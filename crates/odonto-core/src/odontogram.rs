//! Odontogram: which permanent teeth, and which of their surfaces, a
//! procedure applies to.
//!
//! Teeth use FDI two-digit numbering: the first digit is the quadrant
//! (1 upper right, 2 upper left, 3 lower left, 4 lower right), the second the
//! position from the midline (1 central incisor … 8 third molar).

use std::collections::{BTreeMap, BTreeSet};
use std::fmt;

use serde::{Deserialize, Serialize};
use ts_rs::TS;

use crate::validation::ValidationError;

pub const PERMANENT_TEETH: usize = 32;

/// Chart rows as drawn, left to right from the viewer's side.
pub const UPPER_ROW: [u8; 16] = [18, 17, 16, 15, 14, 13, 12, 11, 21, 22, 23, 24, 25, 26, 27, 28];
pub const LOWER_ROW: [u8; 16] = [48, 47, 46, 45, 44, 43, 42, 41, 31, 32, 33, 34, 35, 36, 37, 38];

#[derive(Debug, Clone, Copy, PartialEq, Eq, Hash, PartialOrd, Ord, Serialize, Deserialize, TS)]
#[serde(try_from = "u8", into = "u8")]
#[ts(export)]
pub struct Tooth(u8);

impl Tooth {
    pub fn new(number: u8) -> Result<Self, ValidationError> {
        let quadrant = number / 10;
        let position = number % 10;
        if !(1..=4).contains(&quadrant) || !(1..=8).contains(&position) {
            return Err(ValidationError::new(
                "tooth",
                format!("Dente {number} não existe na dentição permanente."),
            ));
        }
        Ok(Self(number))
    }

    pub fn number(self) -> u8 {
        self.0
    }

    pub fn quadrant(self) -> u8 {
        self.0 / 10
    }

    pub fn is_upper(self) -> bool {
        matches!(self.quadrant(), 1 | 2)
    }

    /// Incisors and canines, whose biting surface is incisal, not occlusal.
    pub fn is_anterior(self) -> bool {
        self.0 % 10 <= 3
    }

    pub fn all() -> impl Iterator<Item = Tooth> {
        UPPER_ROW.into_iter().chain(LOWER_ROW).map(Tooth)
    }
}

impl TryFrom<u8> for Tooth {
    type Error = ValidationError;

    fn try_from(value: u8) -> Result<Self, Self::Error> {
        Tooth::new(value)
    }
}

impl From<Tooth> for u8 {
    fn from(tooth: Tooth) -> Self {
        tooth.0
    }
}

impl fmt::Display for Tooth {
    fn fmt(&self, f: &mut fmt::Formatter<'_>) -> fmt::Result {
        write!(f, "{}", self.0)
    }
}

/// The five surfaces selectable on every tooth.
#[derive(Debug, Clone, Copy, PartialEq, Eq, Hash, PartialOrd, Ord, Serialize, Deserialize, TS)]
#[serde(rename_all = "snake_case")]
#[ts(export)]
pub enum Face {
    Mesial,
    Distal,
    /// Occlusal on posterior teeth, incisal on anterior ones.
    Occlusal,
    /// Vestibular.
    Buccal,
    /// Lingual on lower teeth, palatal on upper ones.
    Lingual,
}

impl Face {
    pub const ALL: [Face; 5] = [
        Face::Mesial,
        Face::Distal,
        Face::Occlusal,
        Face::Buccal,
        Face::Lingual,
    ];

    /// Clinical name of this surface on the given tooth.
    pub fn label(self, tooth: Tooth) -> &'static str {
        match self {
            Face::Mesial => "Mesial",
            Face::Distal => "Distal",
            Face::Occlusal if tooth.is_anterior() => "Incisal",
            Face::Occlusal => "Oclusal",
            Face::Buccal => "Vestibular",
            Face::Lingual if tooth.is_upper() => "Palatina",
            Face::Lingual => "Lingual",
        }
    }

    /// One-letter chart abbreviation (M, D, O/I, V, L/P).
    pub fn code(self, tooth: Tooth) -> char {
        self.label(tooth).chars().next().unwrap_or('?')
    }
}

/// One tooth in a selection with the surfaces picked on it. An empty
/// `faces` set means the whole tooth.
#[derive(Debug, Clone, PartialEq, Eq, Serialize, Deserialize, TS)]
#[ts(export)]
pub struct ToothSelection {
    pub tooth: Tooth,
    #[serde(default)]
    pub faces: BTreeSet<Face>,
}

impl ToothSelection {
    /// Human description, e.g. `16 (M, O)` or `11`.
    pub fn describe(&self) -> String {
        if self.faces.is_empty() {
            return self.tooth.to_string();
        }
        let codes: Vec<String> = self
            .faces
            .iter()
            .map(|f| f.code(self.tooth).to_string())
            .collect();
        format!("{} ({})", self.tooth, codes.join(", "))
    }
}

/// Selection state of the chart: tooth → selected surfaces.
#[derive(Debug, Clone, Default, PartialEq, Eq, Serialize, Deserialize)]
#[serde(from = "Vec<ToothSelection>", into = "Vec<ToothSelection>")]
pub struct Odontogram {
    selected: BTreeMap<Tooth, BTreeSet<Face>>,
}

impl Odontogram {
    pub fn new() -> Self {
        Self::default()
    }

    /// Mark a tooth as selected without touching its faces.
    pub fn select_tooth(&mut self, tooth: Tooth) {
        self.selected.entry(tooth).or_default();
    }

    /// Flip one surface, selecting the tooth first if needed. Returns whether
    /// the face is selected afterwards.
    pub fn toggle_face(&mut self, tooth: Tooth, face: Face) -> bool {
        let faces = self.selected.entry(tooth).or_default();
        if faces.remove(&face) {
            false
        } else {
            faces.insert(face);
            true
        }
    }

    pub fn clear_tooth(&mut self, tooth: Tooth) -> bool {
        self.selected.remove(&tooth).is_some()
    }

    pub fn clear(&mut self) {
        self.selected.clear();
    }

    pub fn is_selected(&self, tooth: Tooth) -> bool {
        self.selected.contains_key(&tooth)
    }

    pub fn faces(&self, tooth: Tooth) -> Option<&BTreeSet<Face>> {
        self.selected.get(&tooth)
    }

    pub fn selected_teeth(&self) -> Vec<Tooth> {
        self.selected.keys().copied().collect()
    }

    pub fn len(&self) -> usize {
        self.selected.len()
    }

    pub fn is_empty(&self) -> bool {
        self.selected.is_empty()
    }

    pub fn selections(&self) -> Vec<ToothSelection> {
        self.selected
            .iter()
            .map(|(tooth, faces)| ToothSelection {
                tooth: *tooth,
                faces: faces.clone(),
            })
            .collect()
    }
}

impl From<Vec<ToothSelection>> for Odontogram {
    fn from(selections: Vec<ToothSelection>) -> Self {
        let mut chart = Odontogram::new();
        for selection in selections {
            chart
                .selected
                .entry(selection.tooth)
                .or_default()
                .extend(selection.faces);
        }
        chart
    }
}

impl From<Odontogram> for Vec<ToothSelection> {
    fn from(chart: Odontogram) -> Self {
        chart.selections()
    }
}
use axum::Json;
use axum::extract::State;
use axum::http::HeaderMap;
use serde::Deserialize;

use odonto_auth::flows::{self, SignUpResult, Tokens};
use odonto_core::messages;
use odonto_core::validation;

use crate::error::ApiError;
use crate::middleware::auth::bearer_token;
use crate::state::AppState;

#[derive(Debug, Deserialize)]
pub struct Credentials {
    pub email: String,
    pub password: String,
}

#[derive(Debug, Deserialize)]
pub struct Confirmation {
    pub email: String,
    pub code: String,
}

#[derive(Debug, Deserialize)]
pub struct RefreshRequest {
    pub refresh_token: String,
}

fn email(raw: &str) -> Result<String, ApiError> {
    Ok(validation::normalize_email("email", raw)?)
}

pub async fn sign_up(
    State(state): State<AppState>,
    Json(body): Json<Credentials>,
) -> Result<Json<SignUpResult>, ApiError> {
    let email = email(&body.email)?;
    validation::required("password", &body.password)?;
    let result = flows::sign_up(
        &state.cognito,
        &state.config.cognito_client_id,
        &email,
        &body.password,
    )
    .await?;
    tracing::info!(user_sub = %result.user_sub, confirmed = result.confirmed, "clinic account created");
    Ok(Json(result))
}

pub async fn confirm(
    State(state): State<AppState>,
    Json(body): Json<Confirmation>,
) -> Result<Json<()>, ApiError> {
    let email = email(&body.email)?;
    validation::required("code", body.code.trim())?;
    flows::confirm_sign_up(
        &state.cognito,
        &state.config.cognito_client_id,
        &email,
        body.code.trim(),
    )
    .await?;
    Ok(Json(()))
}

pub async fn sign_in(
    State(state): State<AppState>,
    Json(body): Json<Credentials>,
) -> Result<Json<Tokens>, ApiError> {
    let email = email(&body.email)?;
    let tokens = flows::initiate_auth(
        &state.cognito,
        &state.config.cognito_client_id,
        &email,
        &body.password,
    )
    .await?;
    Ok(Json(tokens))
}

pub async fn refresh(
    State(state): State<AppState>,
    Json(body): Json<RefreshRequest>,
) -> Result<Json<Tokens>, ApiError> {
    validation::required("refresh_token", &body.refresh_token)?;
    let tokens = flows::refresh_auth(
        &state.cognito,
        &state.config.cognito_client_id,
        &body.refresh_token,
    )
    .await?;
    Ok(Json(tokens))
}

/// Revoke every session of the account. Needs the access token itself, not
/// just a verified identity, so it reads the bearer header directly.
pub async fn sign_out(
    State(state): State<AppState>,
    headers: HeaderMap,
) -> Result<Json<()>, ApiError> {
    let token = bearer_token(&headers)
        .ok_or_else(|| ApiError::Unauthorized(messages::UNAUTHORIZED.to_string()))?;
    flows::global_sign_out(&state.cognito, token).await?;
    Ok(Json(()))
}
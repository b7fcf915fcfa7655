use tracing_subscriber::EnvFilter;

use odonto_api::config::ApiConfig;
use odonto_api::state::AppState;

#[tokio::main]
async fn main() -> eyre::Result<()> {
    // Structured JSON logging for CloudWatch
    tracing_subscriber::fmt()
        .with_env_filter(EnvFilter::from_default_env())
        .json()
        .init();

    let config = ApiConfig::from_env()?;
    tracing::info!(
        bucket = %config.bucket,
        region = %config.region,
        calendar = config.google.is_some(),
        billing = config.billing.is_some(),
        "starting odonto-api"
    );
    let state = AppState::from_config(config).await?;

    lambda_http::run(odonto_api::router(state))
        .await
        .map_err(|e| eyre::eyre!(e))
}
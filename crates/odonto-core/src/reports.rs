//! Report aggregates over collections fetched in full.
//!
//! Every function is a pure fold over its inputs, so re-running a report on
//! the same data always yields the same figures.

use std::collections::{BTreeMap, HashMap};

use jiff::civil::Date;
use serde::{Deserialize, Serialize};
use ts_rs::TS;
use uuid::Uuid;

use crate::models::Record;
use crate::models::appointment::{Appointment, AppointmentStatus};
use crate::models::expense::Expense;
use crate::models::installment::{Installment, InstallmentStatus};
use crate::money::{round_cents, sum_cents};
use crate::validation::ValidationError;

pub const NO_PROCEDURE_LABEL: &str = "Sem procedimento";

#[derive(Debug, Clone, Copy, PartialEq, Eq, Serialize, Deserialize, TS)]
#[ts(export)]
pub struct DateRange {
    /// Inclusive.
    pub from: Date,
    /// Inclusive.
    pub to: Date,
}

impl DateRange {
    pub fn new(from: Date, to: Date) -> Result<Self, ValidationError> {
        if to < from {
            return Err(ValidationError::new("to", "Data final anterior à data inicial."));
        }
        Ok(Self { from, to })
    }

    pub fn contains(&self, date: Date) -> bool {
        self.from <= date && date <= self.to
    }
}

/// Installments paid within the range.
pub fn paid_in_range<'a>(
    installments: &'a [Record<Installment>],
    range: &DateRange,
) -> Vec<&'a Record<Installment>> {
    installments
        .iter()
        .filter(|i| i.data.status == InstallmentStatus::Paid)
        .filter(|i| i.data.paid_date.is_some_and(|d| range.contains(d)))
        .collect()
}

/// Sum of paid installment amounts whose paid date falls in the range.
pub fn revenue(installments: &[Record<Installment>], range: &DateRange) -> f64 {
    sum_cents(paid_in_range(installments, range).iter().map(|i| i.data.amount))
}

pub fn expenses_total(expenses: &[Record<Expense>], range: &DateRange) -> f64 {
    sum_cents(
        expenses
            .iter()
            .filter(|e| range.contains(e.data.date))
            .map(|e| e.data.amount),
    )
}

#[derive(Debug, Clone, Copy, Default, PartialEq, Serialize, Deserialize, TS)]
#[ts(export)]
pub struct Receivables {
    /// Open and not yet due.
    pub pending: f64,
    pub overdue: f64,
}

impl Receivables {
    pub fn total(&self) -> f64 {
        round_cents(self.pending + self.overdue)
    }
}

/// Open installments due within the range, split by whether they are late
/// as of `today`.
pub fn receivables(
    installments: &[Record<Installment>],
    range: &DateRange,
    today: Date,
) -> Receivables {
    let mut pending = 0.0;
    let mut overdue = 0.0;
    for i in installments
        .iter()
        .filter(|i| i.data.is_open() && range.contains(i.data.due_date))
    {
        match i.data.effective_status(today) {
            InstallmentStatus::Overdue => overdue += i.data.amount,
            _ => pending += i.data.amount,
        }
    }
    Receivables {
        pending: round_cents(pending),
        overdue: round_cents(overdue),
    }
}

fn in_range<'a>(
    appointments: &'a [Record<Appointment>],
    range: &'a DateRange,
) -> impl Iterator<Item = &'a Appointment> + 'a {
    appointments
        .iter()
        .map(|a| &a.data)
        .filter(move |a| range.contains(a.date()))
}

#[derive(Debug, Clone, PartialEq, Eq, Serialize, Deserialize, TS)]
#[ts(export)]
pub struct ProcedureCount {
    pub procedure: String,
    pub count: usize,
}

/// Non-cancelled appointments in range grouped by procedure label. Labels
/// are compared trimmed and case-insensitively; the first spelling seen is
/// the one reported. Most frequent first, ties by label.
pub fn procedure_counts(
    appointments: &[Record<Appointment>],
    range: &DateRange,
) -> Vec<ProcedureCount> {
    let mut counts: HashMap<String, ProcedureCount> = HashMap::new();
    for appointment in in_range(appointments, range).filter(|a| !a.is_cancelled()) {
        let label = appointment
            .procedure
            .as_deref()
            .map(str::trim)
            .filter(|l| !l.is_empty())
            .unwrap_or(NO_PROCEDURE_LABEL);
        counts
            .entry(label.to_lowercase())
            .or_insert_with(|| ProcedureCount {
                procedure: label.to_string(),
                count: 0,
            })
            .count += 1;
    }

    let mut result: Vec<ProcedureCount> = counts.into_values().collect();
    result.sort_by(|a, b| {
        b.count
            .cmp(&a.count)
            .then_with(|| a.procedure.cmp(&b.procedure))
    });
    result
}

#[derive(Debug, Clone, PartialEq, Eq, Serialize, Deserialize, TS)]
#[ts(export)]
pub struct StatusCount {
    pub status: AppointmentStatus,
    pub count: usize,
}

pub fn status_counts(appointments: &[Record<Appointment>], range: &DateRange) -> Vec<StatusCount> {
    let mut counts: BTreeMap<AppointmentStatus, usize> = BTreeMap::new();
    for appointment in in_range(appointments, range) {
        *counts.entry(appointment.status).or_default() += 1;
    }
    counts
        .into_iter()
        .map(|(status, count)| StatusCount { status, count })
        .collect()
}

/// Appointments per distinct patient, ignoring cancellations.
fn visits_per_patient(appointments: &[Record<Appointment>], range: &DateRange) -> HashMap<Uuid, usize> {
    let mut visits: HashMap<Uuid, usize> = HashMap::new();
    for appointment in in_range(appointments, range).filter(|a| !a.is_cancelled()) {
        *visits.entry(appointment.patient_id).or_default() += 1;
    }
    visits
}

/// Percentage (0–100) of patients seen in the range who had two or more
/// appointments in it. Zero when nobody was seen.
pub fn return_rate(appointments: &[Record<Appointment>], range: &DateRange) -> f64 {
    let visits = visits_per_patient(appointments, range);
    if visits.is_empty() {
        return 0.0;
    }
    let returning = visits.values().filter(|&&n| n >= 2).count();
    round_cents(returning as f64 * 100.0 / visits.len() as f64)
}

#[derive(Debug, Clone, PartialEq, Serialize, Deserialize, TS)]
#[ts(export)]
pub struct ReportSummary {
    pub range: DateRange,
    pub revenue: f64,
    pub expenses: f64,
    /// `revenue - expenses`.
    pub net: f64,
    pub receivables: Receivables,
    pub appointments: usize,
    pub patients_seen: usize,
    pub return_rate: f64,
    pub procedure_counts: Vec<ProcedureCount>,
    pub status_counts: Vec<StatusCount>,
}

pub fn summarize(
    range: DateRange,
    today: Date,
    appointments: &[Record<Appointment>],
    installments: &[Record<Installment>],
    expenses: &[Record<Expense>],
) -> ReportSummary {
    let revenue = revenue(installments, &range);
    let expenses = expenses_total(expenses, &range);
    ReportSummary {
        range,
        revenue,
        expenses,
        net: round_cents(revenue - expenses),
        receivables: receivables(installments, &range, today),
        appointments: in_range(appointments, &range).count(),
        patients_seen: visits_per_patient(appointments, &range).len(),
        return_rate: return_rate(appointments, &range),
        procedure_counts: procedure_counts(appointments, &range),
        status_counts: status_counts(appointments, &range),
    }
}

──────

Show each line of the material holding "const".

> [Solution to this task]:
pub const PERMANENT_TEETH: usize = 32;
pub const UPPER_ROW: [u8; 16] = [18, 17, 16, 15, 14, 13, 12, 11, 21, 22, 23, 24, 25, 26, 27, 28];
pub const LOWER_ROW: [u8; 16] = [48, 47, 46, 45, 44, 43, 42, 41, 31, 32, 33, 34, 35, 36, 37, 38];
    pub const ALL: [Face; 5] = [
pub const NO_PROCEDURE_LABEL: &str = "Sem procedimento";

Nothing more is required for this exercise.